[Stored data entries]
++++++
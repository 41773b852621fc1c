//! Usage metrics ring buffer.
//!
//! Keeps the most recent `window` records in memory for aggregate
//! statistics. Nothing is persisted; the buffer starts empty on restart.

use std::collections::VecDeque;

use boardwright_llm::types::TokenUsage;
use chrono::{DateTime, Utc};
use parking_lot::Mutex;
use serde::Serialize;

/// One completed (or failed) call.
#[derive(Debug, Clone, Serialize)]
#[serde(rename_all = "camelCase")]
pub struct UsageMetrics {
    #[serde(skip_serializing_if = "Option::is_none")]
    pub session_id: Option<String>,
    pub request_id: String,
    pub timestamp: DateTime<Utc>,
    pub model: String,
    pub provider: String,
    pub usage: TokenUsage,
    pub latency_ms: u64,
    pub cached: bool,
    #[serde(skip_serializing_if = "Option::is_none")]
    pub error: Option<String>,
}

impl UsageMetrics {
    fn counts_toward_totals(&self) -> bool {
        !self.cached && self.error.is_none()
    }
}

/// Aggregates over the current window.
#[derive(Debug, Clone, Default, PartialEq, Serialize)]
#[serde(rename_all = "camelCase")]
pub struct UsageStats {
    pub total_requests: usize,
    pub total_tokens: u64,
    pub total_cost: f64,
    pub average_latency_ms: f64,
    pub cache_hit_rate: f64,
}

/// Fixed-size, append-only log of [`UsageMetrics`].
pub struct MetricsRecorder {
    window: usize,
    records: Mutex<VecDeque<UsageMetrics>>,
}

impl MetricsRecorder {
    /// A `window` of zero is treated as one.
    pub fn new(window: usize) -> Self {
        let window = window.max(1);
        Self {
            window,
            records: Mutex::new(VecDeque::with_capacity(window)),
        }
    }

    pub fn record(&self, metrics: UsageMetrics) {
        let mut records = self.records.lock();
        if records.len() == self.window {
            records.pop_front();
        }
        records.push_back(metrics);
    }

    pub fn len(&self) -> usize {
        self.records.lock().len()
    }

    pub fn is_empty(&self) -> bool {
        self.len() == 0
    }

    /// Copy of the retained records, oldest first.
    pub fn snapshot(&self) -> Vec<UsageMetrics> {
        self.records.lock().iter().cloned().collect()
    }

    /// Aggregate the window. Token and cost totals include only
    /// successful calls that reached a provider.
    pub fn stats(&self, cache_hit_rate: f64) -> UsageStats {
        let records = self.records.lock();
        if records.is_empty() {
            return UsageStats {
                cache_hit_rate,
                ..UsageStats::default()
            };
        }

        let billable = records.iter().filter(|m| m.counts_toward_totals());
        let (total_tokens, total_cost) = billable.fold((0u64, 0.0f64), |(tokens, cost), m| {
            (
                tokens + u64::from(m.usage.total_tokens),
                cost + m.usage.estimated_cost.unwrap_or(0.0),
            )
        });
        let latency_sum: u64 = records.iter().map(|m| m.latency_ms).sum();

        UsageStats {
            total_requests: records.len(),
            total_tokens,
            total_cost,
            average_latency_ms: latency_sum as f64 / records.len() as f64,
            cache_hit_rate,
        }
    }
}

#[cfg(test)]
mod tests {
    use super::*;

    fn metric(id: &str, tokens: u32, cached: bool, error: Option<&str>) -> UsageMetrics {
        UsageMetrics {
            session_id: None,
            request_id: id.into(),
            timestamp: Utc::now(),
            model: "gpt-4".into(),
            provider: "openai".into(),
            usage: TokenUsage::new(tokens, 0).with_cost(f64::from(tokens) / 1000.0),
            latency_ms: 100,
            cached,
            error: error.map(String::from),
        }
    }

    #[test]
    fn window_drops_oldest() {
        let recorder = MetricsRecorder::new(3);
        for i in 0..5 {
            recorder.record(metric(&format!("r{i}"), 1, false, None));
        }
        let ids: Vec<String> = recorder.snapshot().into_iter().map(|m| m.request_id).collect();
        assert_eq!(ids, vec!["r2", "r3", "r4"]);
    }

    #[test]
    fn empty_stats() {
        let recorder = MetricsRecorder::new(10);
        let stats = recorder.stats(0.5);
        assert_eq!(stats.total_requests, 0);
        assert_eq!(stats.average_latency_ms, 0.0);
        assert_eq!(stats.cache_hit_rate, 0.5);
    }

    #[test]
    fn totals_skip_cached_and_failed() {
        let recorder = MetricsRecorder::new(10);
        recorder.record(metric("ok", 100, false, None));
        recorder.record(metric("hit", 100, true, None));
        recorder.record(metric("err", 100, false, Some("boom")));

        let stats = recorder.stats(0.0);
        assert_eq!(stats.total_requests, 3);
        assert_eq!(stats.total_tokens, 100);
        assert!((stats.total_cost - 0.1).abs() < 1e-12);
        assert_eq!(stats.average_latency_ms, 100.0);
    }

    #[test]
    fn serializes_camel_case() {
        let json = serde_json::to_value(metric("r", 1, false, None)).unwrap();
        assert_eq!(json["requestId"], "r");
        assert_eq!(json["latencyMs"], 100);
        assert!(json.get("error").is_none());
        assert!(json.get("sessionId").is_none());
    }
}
++++++
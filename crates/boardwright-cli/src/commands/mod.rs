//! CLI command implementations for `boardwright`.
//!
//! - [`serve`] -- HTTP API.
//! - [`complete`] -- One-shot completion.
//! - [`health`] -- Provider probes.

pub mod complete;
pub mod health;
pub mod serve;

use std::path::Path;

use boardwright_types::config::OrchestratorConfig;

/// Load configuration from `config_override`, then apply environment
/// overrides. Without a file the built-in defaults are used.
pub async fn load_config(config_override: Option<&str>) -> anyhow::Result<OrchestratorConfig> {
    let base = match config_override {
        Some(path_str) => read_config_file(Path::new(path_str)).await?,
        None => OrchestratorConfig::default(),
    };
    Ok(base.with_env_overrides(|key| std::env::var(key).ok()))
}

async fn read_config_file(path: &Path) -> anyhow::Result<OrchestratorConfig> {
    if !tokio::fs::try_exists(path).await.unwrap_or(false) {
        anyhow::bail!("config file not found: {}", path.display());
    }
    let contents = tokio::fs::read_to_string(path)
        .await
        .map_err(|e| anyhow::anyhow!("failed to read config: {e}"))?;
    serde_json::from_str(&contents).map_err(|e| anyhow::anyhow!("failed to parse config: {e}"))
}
++++++
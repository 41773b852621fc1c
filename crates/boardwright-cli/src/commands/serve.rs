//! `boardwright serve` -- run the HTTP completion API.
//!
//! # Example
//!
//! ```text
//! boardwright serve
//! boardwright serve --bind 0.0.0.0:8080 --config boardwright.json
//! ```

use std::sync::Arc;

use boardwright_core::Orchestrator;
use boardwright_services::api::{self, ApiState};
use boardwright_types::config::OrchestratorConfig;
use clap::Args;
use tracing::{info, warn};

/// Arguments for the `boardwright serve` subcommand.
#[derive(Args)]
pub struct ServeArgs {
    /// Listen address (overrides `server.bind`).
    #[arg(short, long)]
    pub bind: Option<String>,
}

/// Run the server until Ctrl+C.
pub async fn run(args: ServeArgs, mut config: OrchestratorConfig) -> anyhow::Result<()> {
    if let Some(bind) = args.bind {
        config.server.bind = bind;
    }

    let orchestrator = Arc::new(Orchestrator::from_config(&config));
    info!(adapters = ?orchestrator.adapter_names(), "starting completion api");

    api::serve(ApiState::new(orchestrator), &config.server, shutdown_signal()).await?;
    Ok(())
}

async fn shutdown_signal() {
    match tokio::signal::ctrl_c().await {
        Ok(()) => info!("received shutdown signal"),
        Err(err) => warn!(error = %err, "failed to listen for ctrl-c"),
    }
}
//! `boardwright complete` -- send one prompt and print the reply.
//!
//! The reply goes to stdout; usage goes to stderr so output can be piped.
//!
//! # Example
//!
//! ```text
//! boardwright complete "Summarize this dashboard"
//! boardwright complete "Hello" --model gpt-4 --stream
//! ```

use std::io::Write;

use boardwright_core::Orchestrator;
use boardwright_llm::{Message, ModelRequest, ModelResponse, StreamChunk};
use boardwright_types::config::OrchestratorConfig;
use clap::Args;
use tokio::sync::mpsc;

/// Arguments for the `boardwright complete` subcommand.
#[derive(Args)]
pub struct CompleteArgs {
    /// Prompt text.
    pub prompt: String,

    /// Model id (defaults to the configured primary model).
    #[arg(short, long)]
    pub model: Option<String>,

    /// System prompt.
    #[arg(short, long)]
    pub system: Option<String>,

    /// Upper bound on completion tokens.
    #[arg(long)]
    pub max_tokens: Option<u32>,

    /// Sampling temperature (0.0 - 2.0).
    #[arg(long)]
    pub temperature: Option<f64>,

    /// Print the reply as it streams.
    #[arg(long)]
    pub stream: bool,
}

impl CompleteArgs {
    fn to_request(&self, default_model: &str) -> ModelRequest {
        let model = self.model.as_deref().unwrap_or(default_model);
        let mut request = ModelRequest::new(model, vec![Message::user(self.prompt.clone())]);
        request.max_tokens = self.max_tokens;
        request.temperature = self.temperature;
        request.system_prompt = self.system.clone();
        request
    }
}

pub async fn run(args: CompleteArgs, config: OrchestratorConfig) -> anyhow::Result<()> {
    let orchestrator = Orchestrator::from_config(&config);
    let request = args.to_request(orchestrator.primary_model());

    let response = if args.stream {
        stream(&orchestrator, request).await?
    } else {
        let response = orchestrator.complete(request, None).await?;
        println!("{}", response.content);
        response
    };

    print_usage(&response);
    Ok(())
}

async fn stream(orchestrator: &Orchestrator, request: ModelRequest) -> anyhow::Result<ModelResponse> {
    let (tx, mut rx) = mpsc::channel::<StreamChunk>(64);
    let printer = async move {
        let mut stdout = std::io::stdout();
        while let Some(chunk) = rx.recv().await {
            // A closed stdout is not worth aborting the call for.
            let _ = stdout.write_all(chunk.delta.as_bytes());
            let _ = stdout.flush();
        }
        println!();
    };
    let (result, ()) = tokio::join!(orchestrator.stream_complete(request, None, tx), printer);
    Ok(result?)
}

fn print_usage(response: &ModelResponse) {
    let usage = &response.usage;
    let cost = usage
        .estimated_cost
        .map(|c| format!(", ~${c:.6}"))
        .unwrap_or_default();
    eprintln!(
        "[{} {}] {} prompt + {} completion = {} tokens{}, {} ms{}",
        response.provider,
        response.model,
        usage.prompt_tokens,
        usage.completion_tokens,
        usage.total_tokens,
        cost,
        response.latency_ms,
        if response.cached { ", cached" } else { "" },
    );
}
++++++
- [DIRECTIONS] Each line above with the string "ModelResponse" in it should be located and copied.

- [PROBLEM SOLUTION]
use boardwright_llm::{Message, ModelRequest, ModelResponse, StreamChunk};
async fn stream(orchestrator: &Orchestrator, request: ModelRequest) -> anyhow::Result<ModelResponse> {
fn print_usage(response: &ModelResponse) {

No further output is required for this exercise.